## Provided material
════════════════
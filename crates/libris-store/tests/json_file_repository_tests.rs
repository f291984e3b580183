use std::fs;
use std::path::PathBuf;

use libris_core::{Book, BookUpdate, Library, LibraryError, Repository};
use libris_store::JsonFileRepository;
use tempfile::TempDir;

fn fixtures_dir() -> PathBuf {
    PathBuf::from(env!("CARGO_MANIFEST_DIR"))
        .join("tests")
        .join("fixtures")
}

fn setup() -> (JsonFileRepository, TempDir) {
    let temp_dir = TempDir::new().unwrap();
    let repo = JsonFileRepository::new(temp_dir.path().join("books_data.json"));
    (repo, temp_dir)
}

#[test]
fn test_loads_existing_indented_file() {
    let repo = JsonFileRepository::new(fixtures_dir().join("books_data.json"));

    let books = repo.load().unwrap();

    assert_eq!(books.len(), 3);
    assert_eq!(books[0].title, "Dune");
    assert!(books[1].read);
    assert_eq!(books[2].title, "Café Stories");
    assert_eq!(books[2].publication_year, "circa 1900");
}

#[test]
fn test_malformed_file_is_reported_by_repository() {
    let (repo, _dir) = setup();
    fs::write(repo.path(), "{ not json").unwrap();

    assert!(matches!(
        repo.load(),
        Err(LibraryError::StoreMalformed { .. })
    ));
}

#[test]
fn test_wrong_shape_is_malformed() {
    let (repo, _dir) = setup();
    fs::write(repo.path(), r#"{"title": "Dune"}"#).unwrap();

    assert!(matches!(
        repo.load(),
        Err(LibraryError::StoreMalformed { .. })
    ));
}

#[test]
fn test_library_opens_empty_on_malformed_file() {
    let (repo, _dir) = setup();
    fs::write(repo.path(), "[{\"title\": 42}]").unwrap();

    let library = Library::open(repo);

    assert!(library.list().is_empty());
}

#[test]
fn test_library_opens_empty_on_missing_file() {
    let (repo, _dir) = setup();

    let library = Library::open(repo.clone());

    assert!(library.list().is_empty());
    assert!(!repo.path().exists(), "opening must not create the file");
}

#[test]
fn test_library_opens_empty_on_unreadable_path() {
    let temp_dir = TempDir::new().unwrap();
    let repo = JsonFileRepository::new(temp_dir.path());

    assert!(matches!(repo.load(), Err(LibraryError::Io { .. })));

    let library = Library::open(repo);

    assert!(library.list().is_empty());
}

#[test]
fn test_every_mutation_is_on_disk() {
    let (repo, _dir) = setup();
    let mut library = Library::open(repo.clone());

    library
        .add(Book::new("Dune", "Herbert", "1965", "Sci-Fi", false))
        .unwrap();
    assert_eq!(repo.load().unwrap().len(), 1);

    library
        .update("dune", BookUpdate::read_only(true).with_genre("Classic"))
        .unwrap();
    let on_disk = repo.load().unwrap();
    assert_eq!(on_disk[0].genre, "Classic");
    assert!(on_disk[0].read);

    library.remove("DUNE").unwrap();
    assert!(repo.load().unwrap().is_empty());
}

#[test]
fn test_save_overwrites_previous_content() {
    let (repo, _dir) = setup();
    let long: Vec<Book> = (0..5)
        .map(|i| Book::new(format!("Book {i}"), "A", "2000", "G", false))
        .collect();
    repo.save(&long).unwrap();

    repo.save(&long[..1]).unwrap();

    assert_eq!(repo.load().unwrap(), long[..1].to_vec());
    let text = fs::read_to_string(repo.path()).unwrap();
    assert!(!text.contains("Book 4"));
}

#[test]
fn test_close_writes_final_state() {
    let (repo, _dir) = setup();
    fs::write(repo.path(), "[]").unwrap();

    let library = Library::open(repo.clone());
    library.close().unwrap();

    assert_eq!(fs::read_to_string(repo.path()).unwrap(), "[]");
}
════════════════
## Exercise details
Search the listing above for the string "text". Copy every line that contains it.

## Output for this exercise
    let text = fs::read_to_string(repo.path()).unwrap();
    assert!(!text.contains("Book 4"));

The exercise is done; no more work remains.